(I ate tomatoes fresh from the vine, I saw, I conquered)
In Testaccio in Rome, where we used to live, there is a fabulous produce market open six days a week. It has every fresh thing you could possibly dream of – swordfish to tenderloin, fresh cut minestra ingredients to succulent pineapple. Many stalls have a mix of fruit and veg, others specialise in meat or fish and one sells just one thing: tomatoes. On an average morning, I’d say that Signor Pomodoro lays out a selection of twenty or thirty varieties of tomato on his small, packed stall which glows as red as a toddler’s fire truck. First attempt at purchase can be intimidating. ‘What are you cooking?’ he will forcefully ask, happy to question your choice of tomato for a particular dish. He has, after all, the perfect tomato for every occasion.
The thing about tomatoes is that they do not lend themselves to large scale farming. The ‘hothouse tomatoes’ we end up with in our supermarkets are watery, uniform and usually quite tasteless, a shadow of the vivid tomato we remember from our childhoods. As with so many foods, the slow food movement, along with farmers markets and organic producers have been trying to improve our tomatoey lot.

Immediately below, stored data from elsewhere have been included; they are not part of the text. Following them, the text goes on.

//! Session-lifetime cache of frame images.
//!
//! Keys are `(survey, filename)` where `filename` is the full entry path
//! inside the archive. The cache only grows; re-reading an archive
//! overwrites entries with the same bytes.

use std::collections::BTreeMap;
use std::io::{Read, Seek};
use std::ops::Bound;

use crate::archive::ArchiveReader;
use crate::error::Result;

/// Composite cache key.
#[derive(Debug, Clone, PartialEq, Eq, PartialOrd, Ord, Hash)]
pub struct ImageKey {
    pub survey: String,
    pub filename: String,
}

impl ImageKey {
    pub fn new(survey: impl Into<String>, filename: impl Into<String>) -> Self {
        Self {
            survey: survey.into(),
            filename: filename.into(),
        }
    }
}

/// Frame images keyed by `(survey, filename)`, ordered by key.
#[derive(Debug, Clone, Default)]
pub struct ImageCache {
    entries: BTreeMap<ImageKey, Vec<u8>>,
}

impl ImageCache {
    pub fn new() -> Self {
        Self::default()
    }

    pub fn insert(&mut self, key: ImageKey, bytes: Vec<u8>) {
        self.entries.insert(key, bytes);
    }

    pub fn get(&self, survey: &str, filename: &str) -> Option<&[u8]> {
        self.entries
            .get(&ImageKey::new(survey, filename))
            .map(Vec::as_slice)
    }

    pub fn len(&self) -> usize {
        self.entries.len()
    }

    pub fn is_empty(&self) -> bool {
        self.entries.is_empty()
    }

    /// Images of one survey, ordered by filename.
    pub fn survey_images<'a>(&'a self, survey: &str) -> impl Iterator<Item = (&'a str, &'a [u8])> + 'a {
        let survey = survey.to_string();
        let start = ImageKey::new(survey.clone(), String::new());
        self.entries
            .range((Bound::Included(start), Bound::Unbounded))
            .take_while(move |(key, _)| key.survey == survey)
            .map(|(key, bytes)| (key.filename.as_str(), bytes.as_slice()))
    }

    pub fn count_for(&self, survey: &str) -> usize {
        self.survey_images(survey).count()
    }
}

/// Read every image entry named in `image_names` and add it to the cache
/// under the reader's survey.
///
/// All payloads are read before any is inserted, so a failing archive
/// leaves the cache untouched. Returns the number of images indexed.
pub fn index_archive<R: Read + Seek>(
    cache: &mut ImageCache,
    reader: &mut ArchiveReader<R>,
    image_names: &[String],
) -> Result<usize> {
    let mut staged = Vec::with_capacity(image_names.len());
    for name in image_names {
        let bytes = reader.read_entry(name)?;
        staged.push((ImageKey::new(reader.survey(), name.as_str()), bytes));
    }
    let count = staged.len();
    for (key, bytes) in staged {
        cache.insert(key, bytes);
    }
    Ok(count)
}

#[cfg(test)]
mod tests {
    use super::*;
    use crate::archive::tests::zip_bytes;
    use crate::config::IngestConfig;
    use std::io::Cursor;

    #[test]
    fn survey_images_stay_within_their_survey() {
        let mut cache = ImageCache::new();
        cache.insert(ImageKey::new("A", "b.jpg"), b"ab".to_vec());
        cache.insert(ImageKey::new("A", "a.jpg"), b"aa".to_vec());
        cache.insert(ImageKey::new("AB", "a.jpg"), b"x".to_vec());
        cache.insert(ImageKey::new("B", "a.jpg"), b"ba".to_vec());

        let names: Vec<_> = cache.survey_images("A").map(|(n, _)| n).collect();
        assert_eq!(names, vec!["a.jpg", "b.jpg"]);
        assert_eq!(cache.count_for("B"), 1);
        assert_eq!(cache.count_for("C"), 0);
    }

    #[test]
    fn indexing_twice_is_idempotent() {
        let bytes = zip_bytes(&[("metadata.json", "{}"), ("f/img_001.jpg", "one")]);
        let config = IngestConfig::default();
        let mut cache = ImageCache::new();
        for _ in 0..2 {
            let mut reader =
                ArchiveReader::open("S1", Cursor::new(bytes.as_slice()), &config).unwrap();
            let names = reader.image_names(&config);
            assert_eq!(index_archive(&mut cache, &mut reader, &names).unwrap(), 1);
        }
        assert_eq!(cache.len(), 1);
        assert_eq!(cache.get("S1", "f/img_001.jpg"), Some(&b"one"[..]));
    }

    #[test]
    fn failed_read_leaves_cache_untouched() {
        let bytes = zip_bytes(&[("metadata.json", "{}"), ("a.jpg", "ok")]);
        let config = IngestConfig::default();
        let mut reader = ArchiveReader::open("S1", Cursor::new(bytes.as_slice()), &config).unwrap();
        let mut cache = ImageCache::new();
        let names = vec!["a.jpg".to_string(), "missing.jpg".to_string()];
        assert!(index_archive(&mut cache, &mut reader, &names).is_err());
        assert!(cache.is_empty());
    }
}
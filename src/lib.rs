//! # roadscan
//!
//! Merges archived road-survey packages (defect detections, ride-roughness
//! samples and frame images) into one geotagged dataset for inspection.
//!
//! ## Architecture
//!
//! ```text
//! ┌─────────────┐   ┌──────────────────┐   ┌─────────────┐
//! │  Archives   │──▶│ Merge+Normalize  │──▶│   Dataset   │
//! │ (zip files) │   │ survey tagging   │   │ det + rough │
//! └──────┬──────┘   └──────────────────┘   └──────┬──────┘
//!        │                                        │ filter
//!        ▼                                        ▼
//!  ┌────────────┐   frame lookup          ┌──────────────┐
//!  │ ImageCache │◀────────────────────────│ Markers/View │──▶ GeoJSON, tables
//!  └────────────┘                         └──────────────┘
//! ```
//!
//! ## Quick Start
//!
//! ```bash
//! roadscan surveys                          # scan ./assets for *.zip
//! roadscan export north.zip south.zip -o map.geojson
//! roadscan export --survey north --no-roughness
//! roadscan table detections assets/
//! roadscan image --survey north --frame 7 -o frame7.jpg
//! ```
//!
//! ## Modules
//!
//! | Module | Purpose |
//! |--------|---------|
//! | [`config`] | TOML configuration parsing |
//! | [`error`] | `SurveyError` kinds and the crate `Result` alias |
//! | [`models`] | Raw and typed record types |
//! | [`sources`] | Archive sources and asset scanning |
//! | [`archive`] | Reading one survey archive |
//! | [`images`] | Session image cache |
//! | [`merge`] | Merging archives with per-source error reports |
//! | [`normalize`] | Validation and labeling |
//! | [`matcher`] | Frame-to-image matching |
//! | [`filter`] | Survey and category selection |
//! | [`geo`] | Map-center aggregation |
//! | [`render`] | Markers, popups, GeoJSON and tables |
//! | [`pipeline`] | Session context and ingestion entry point |
//! | [`progress`] | Ingestion progress on stderr (human, JSON, off) |
//! | [`surveys`] | `roadscan surveys` summary table |
//! | [`export`] | `roadscan export`, `table` and `image` commands |

pub mod archive;
pub mod config;
pub mod error;
pub mod export;
pub mod filter;
pub mod geo;
pub mod images;
pub mod matcher;
pub mod merge;
pub mod models;
pub mod normalize;
pub mod pipeline;
pub mod progress;
pub mod render;
pub mod sources;
pub mod surveys;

And the wonderful thing about tomatoes, which arguably have been a more significant Italian cooking influence around the world than pasta or pizza, is that not only do they taste sublime, but they offer infinite variety to your cooking (deep and rich when roasted, sweet and zingy when fresh, complex and velvety in sauces). To top it all, they are bloomin’ brilliant for your health too.
So if you’re in Testaccio, or any good market, head for the tomato stall. Signor Pomodoro is someone who really knows his onions.